In deze zaak heeft de Rechtbank Gelderland op 25 maart 2022 uitspraak gedaan over de verlenging van de terbeschikkingstelling (TBS) van de betrokkene, die eerder was veroordeeld tot TBS met voorwaarden voor bedreiging met zware mishandeling. De rechtbank heeft vastgesteld dat de opname van de betrokkene in een Forensisch Psychiatrische Kliniek (FPC) vertraagd is door een tijdelijke opnamestop die door de vorige minister was afgekondigd. Ondanks deze vertraging lijkt er nu weer vooruitgang te zijn in de plaatsing van wachtende TBS-passanten. De rechtbank heeft de TBS verlengd met twee jaar, omdat er duidelijke contra-indicaties zijn voor de gevraagde verlenging van één jaar. De rechtbank heeft in haar overwegingen de veiligheid van anderen en de algemene veiligheid van personen en goederen als redenen voor de verlenging genoemd.
De procedure begon met een vordering van de officier van justitie op 18 oktober 2021 om de maatregel te verlengen. De rechtbank heeft eerder, op 31 december 2021, het onderzoek heropend en de officier van justitie opdracht gegeven om nadere informatie in te winnen over de opnamestop. Tijdens de zitting op 11 maart 2022 zijn zowel de betrokkene als zijn raadsman en de officier van justitie gehoord.

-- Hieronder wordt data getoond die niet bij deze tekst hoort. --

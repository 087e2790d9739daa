use std::sync::Arc;

use rmcp::model::{ServerCapabilities, ServerInfo};
use rmcp::{tool, ServerHandler};
use schemars::JsonSchema;
use serde::{Deserialize, Serialize};
use tracing::{error, info};

use crate::gateway::MailGateway;

pub const NO_MESSAGES: &str = "No messages found.";
pub const MESSAGE_NOT_FOUND: &str = "Message not found.";

const MAX_LIST_RESULTS: u32 = 100;

/// Parameters accepted by `list_emails`
#[derive(Debug, Serialize, Deserialize, JsonSchema)]
pub struct ListEmailsParams {
    #[serde(default = "default_max_results")]
    #[schemars(description = "Number of messages to list, 1 to 100 (default: 5)")]
    pub max_results: u32,

    #[serde(default)]
    #[schemars(description = "Optional Gmail search query, e.g. 'is:unread' or 'from:someone@example.com'")]
    pub query: Option<String>,
}

fn default_max_results() -> u32 {
    5
}

/// Parameters accepted by `read_email`
#[derive(Debug, Serialize, Deserialize, JsonSchema)]
pub struct ReadEmailParams {
    #[schemars(description = "Gmail message ID, as returned by list_emails")]
    pub message_id: String,
}

/// Parameters accepted by `send_email` and `create_draft`
#[derive(Debug, Serialize, Deserialize, JsonSchema)]
pub struct ComposeParams {
    #[schemars(description = "Recipient email address")]
    pub to: String,

    #[schemars(description = "Subject line")]
    pub subject: String,

    #[schemars(description = "Plain-text body")]
    pub body: String,
}

impl ComposeParams {
    fn validate(&self) -> Result<(), String> {
        let to = self.to.trim();
        match to.split_once('@') {
            Some((local, domain)) if !local.is_empty() && domain.contains('.') => Ok(()),
            _ => Err(format!("invalid recipient address '{}'", to)),
        }
    }
}

/// Gmail operations exposed to the agent.
#[derive(Debug, Clone)]
pub struct GmailTool {
    gateway: Arc<MailGateway>,
}

impl GmailTool {
    pub fn new(gateway: Arc<MailGateway>) -> Self {
        Self { gateway }
    }
}

#[tool(tool_box)]
impl GmailTool {
    #[tool(description = "Lists recent messages in the Gmail mailbox as JSON (id and subject). Accepts an optional Gmail search query.")]
    pub async fn list_emails(&self, #[tool(aggr)] params: ListEmailsParams) -> String {
        let max_results = params.max_results.clamp(1, MAX_LIST_RESULTS);
        info!(max_results, query = ?params.query, "list_emails called");

        match self
            .gateway
            .list_messages(max_results, params.query.as_deref())
            .await
        {
            Ok(messages) if messages.is_empty() => NO_MESSAGES.to_string(),
            Ok(messages) => serde_json::to_string_pretty(&messages)
                .unwrap_or_else(|e| format!("Failed to format messages: {}", e)),
            Err(e) => {
                error!(error = %e, "list_emails failed");
                format!("Failed to list messages: {}", e)
            }
        }
    }

    #[tool(description = "Reads one Gmail message by ID and returns its subject, sender and plain-text body as JSON.")]
    pub async fn read_email(&self, #[tool(aggr)] params: ReadEmailParams) -> String {
        let id = params.message_id.trim();
        if id.is_empty() {
            return MESSAGE_NOT_FOUND.to_string();
        }
        info!(id, "read_email called");

        match self.gateway.get_message(id).await {
            Ok(Some(detail)) => serde_json::to_string_pretty(&detail)
                .unwrap_or_else(|e| format!("Failed to format message: {}", e)),
            Ok(None) => MESSAGE_NOT_FOUND.to_string(),
            Err(e) => {
                error!(id, error = %e, "read_email failed");
                format!("Failed to read message: {}", e)
            }
        }
    }

    #[tool(description = "Sends a plain-text email from the authorized Gmail account.")]
    pub async fn send_email(&self, #[tool(aggr)] params: ComposeParams) -> String {
        if let Err(reason) = params.validate() {
            return format!("Failed to send email: {}", reason);
        }
        info!(to = %params.to, "send_email called");

        match self
            .gateway
            .send_message(&params.to, &params.subject, &params.body)
            .await
        {
            Ok(id) => format!("Email sent successfully. Message ID: {}", id),
            Err(e) => {
                error!(error = %e, "send_email failed");
                format!("Failed to send email: {}", e)
            }
        }
    }

    #[tool(description = "Saves a plain-text email as a Gmail draft without sending it.")]
    pub async fn create_draft(&self, #[tool(aggr)] params: ComposeParams) -> String {
        if let Err(reason) = params.validate() {
            return format!("Failed to create draft: {}", reason);
        }
        info!(to = %params.to, "create_draft called");

        match self
            .gateway
            .create_draft(&params.to, &params.subject, &params.body)
            .await
        {
            Ok(id) => format!("Draft created successfully. Draft ID: {}", id),
            Err(e) => {
                error!(error = %e, "create_draft failed");
                format!("Failed to create draft: {}", e)
            }
        }
    }
}

#[tool(tool_box)]
impl ServerHandler for GmailTool {
    fn get_info(&self) -> ServerInfo {
        ServerInfo {
            instructions: Some(
                "Gmail tools: list_emails, read_email, send_email, create_draft. Credentials are resolved at startup.".to_string(),
            ),
            capabilities: ServerCapabilities::builder().enable_tools().build(),
            ..Default::default()
        }
    }
}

De officier van justitie heeft de vordering gewijzigd en verzocht om een verlenging van één jaar, terwijl de raadsman van de betrokkene zich niet verzette tegen deze verlenging.
De rechtbank heeft echter geconcludeerd dat een verlenging van één jaar niet zinvol is, gezien het tijdsverloop en de noodzaak om de behandeling in de kliniek te starten. De rechtbank heeft de beslissing genomen om de TBS met twee jaar te verlengen, ondanks dat dit teleurstellend kan zijn voor de betrokkene. De rechtbank heeft daarbij verwezen naar eerdere beslissingen en rapportages die de noodzaak van een klinische behandeling onderbouwen.